TASK TO COMPLETE »
Only the lines from the one containing "let metadata = tokio::fs::metadata(&path)" through the one containing "let take = parsed.limit.unwrap_or(usize::MAX);" should be printed, exactly as they appear below, with both ends included.

───

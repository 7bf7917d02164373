//! Built-in file tools confined to the workspace root.

use std::path::{Path, PathBuf};

use futures_util::future::BoxFuture;
use serde::Deserialize;
use serde_json::Value;

use super::path_safety::resolve_in_workspace;
use super::{Tool, ToolContext, ToolError, ToolOutput};

/// Largest file `read_file` returns in full.
pub const MAX_READ_BYTES: u64 = 1_048_576;

#[derive(Debug, Deserialize)]
#[serde(deny_unknown_fields)]
struct ReadFileInput {
    path: String,
    /// 1-based first line to return.
    #[serde(default)]
    offset: Option<usize>,
    /// Maximum number of lines to return.
    #[serde(default)]
    limit: Option<usize>,
}

/// `read_file`: return a UTF-8 file's contents, optionally a line window.
#[derive(Debug, Clone)]
pub struct ReadFileTool {
    root: PathBuf,
}

impl ReadFileTool {
    /// Tool confined to `root`.
    #[must_use]
    pub fn new(root: &Path) -> Self {
        Self {
            root: root.to_path_buf(),
        }
    }
}

impl Tool for ReadFileTool {
    fn name(&self) -> &str {
        "read_file"
    }

    fn description(&self) -> &str {
        "Read a text file inside the workspace"
    }

    fn validate_input(&self, input: &Value) -> Result<(), ToolError> {
        let parsed: ReadFileInput = serde_json::from_value(input.clone())
            .map_err(|e| ToolError::InvalidInput(e.to_string()))?;
        if parsed.path.trim().is_empty() {
            return Err(ToolError::InvalidInput("path must not be empty".into()));
        }
        if parsed.offset == Some(0) {
            return Err(ToolError::InvalidInput("offset is 1-based".into()));
        }
        Ok(())
    }

    fn call(
        &self,
        input: Value,
        _context: ToolContext,
    ) -> BoxFuture<'static, Result<ToolOutput, ToolError>> {
        let root = self.root.clone();
        Box::pin(async move {
            let parsed: ReadFileInput = serde_json::from_value(input)
                .map_err(|e| ToolError::InvalidInput(e.to_string()))?;
            let path = resolve_in_workspace(&root, &parsed.path)
                .map_err(|e| ToolError::InvalidInput(e.to_string()))?;

            let metadata = tokio::fs::metadata(&path)
                .await
                .map_err(|e| ToolError::Runtime(format!("{}: {e}", parsed.path)))?;
            if !metadata.is_file() {
                return Err(ToolError::Runtime(format!("{} is not a file", parsed.path)));
            }
            if metadata.len() > MAX_READ_BYTES {
                return Err(ToolError::Runtime(format!(
                    "{} exceeds {MAX_READ_BYTES} bytes",
                    parsed.path
                )));
            }

            let contents = tokio::fs::read_to_string(&path)
                .await
                .map_err(|e| ToolError::Runtime(format!("{}: {e}", parsed.path)))?;

            if parsed.offset.is_none() && parsed.limit.is_none() {
                return Ok(ToolOutput::text(contents));
            }

            let skip = parsed.offset.map_or(0, |o| o - 1);
            let take = parsed.limit.unwrap_or(usize::MAX);
            let window: Vec<&str> = contents.lines().skip(skip).take(take).collect();
            Ok(ToolOutput::text(window.join("\n")))
        })
    }
}

#[derive(Debug, Default, Deserialize)]
#[serde(deny_unknown_fields)]
struct ListDirectoryInput {
    #[serde(default)]
    path: Option<String>,
}

/// `list_directory`: sorted entries of a workspace directory, directories
/// suffixed with `/`.
#[derive(Debug, Clone)]
pub struct ListDirectoryTool {
    root: PathBuf,
}

impl ListDirectoryTool {
    /// Tool confined to `root`.
    #[must_use]
    pub fn new(root: &Path) -> Self {
        Self {
            root: root.to_path_buf(),
        }
    }
}

impl Tool for ListDirectoryTool {
    fn name(&self) -> &str {
        "list_directory"
    }

    fn description(&self) -> &str {
        "List the entries of a directory inside the workspace"
    }

    fn validate_input(&self, input: &Value) -> Result<(), ToolError> {
        serde_json::from_value::<ListDirectoryInput>(input.clone())
            .map(|_| ())
            .map_err(|e| ToolError::InvalidInput(e.to_string()))
    }

    fn call(
        &self,
        input: Value,
        _context: ToolContext,
    ) -> BoxFuture<'static, Result<ToolOutput, ToolError>> {
        let root = self.root.clone();
        Box::pin(async move {
            let parsed: ListDirectoryInput = serde_json::from_value(input)
                .map_err(|e| ToolError::InvalidInput(e.to_string()))?;
            let relative = parsed.path.unwrap_or_else(|| ".".to_owned());
            let path = resolve_in_workspace(&root, &relative)
                .map_err(|e| ToolError::InvalidInput(e.to_string()))?;

            let mut reader = tokio::fs::read_dir(&path)
                .await
                .map_err(|e| ToolError::Runtime(format!("{relative}: {e}")))?;

            let mut entries = Vec::new();
            while let Some(entry) = reader
                .next_entry()
                .await
                .map_err(|e| ToolError::Runtime(format!("{relative}: {e}")))?
            {
                let mut name = entry.file_name().to_string_lossy().into_owned();
                let is_dir = entry.file_type().await.is_ok_and(|t| t.is_dir());
                if is_dir {
                    name.push('/');
                }
                entries.push(name);
            }
            entries.sort();
            Ok(ToolOutput::text(entries.join("\n")))
        })
    }
}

───

EXERCISE OUTPUT »
            let metadata = tokio::fs::metadata(&path)
                .await
                .map_err(|e| ToolError::Runtime(format!("{}: {e}", parsed.path)))?;
            if !metadata.is_file() {
                return Err(ToolError::Runtime(format!("{} is not a file", parsed.path)));
            }
            if metadata.len() > MAX_READ_BYTES {
                return Err(ToolError::Runtime(format!(
                    "{} exceeds {MAX_READ_BYTES} bytes",
                    parsed.path
                )));
            }

            let contents = tokio::fs::read_to_string(&path)
                .await
                .map_err(|e| ToolError::Runtime(format!("{}: {e}", parsed.path)))?;

            if parsed.offset.is_none() && parsed.limit.is_none() {
                return Ok(ToolOutput::text(contents));
            }

            let skip = parsed.offset.map_or(0, |o| o - 1);
            let take = parsed.limit.unwrap_or(usize::MAX);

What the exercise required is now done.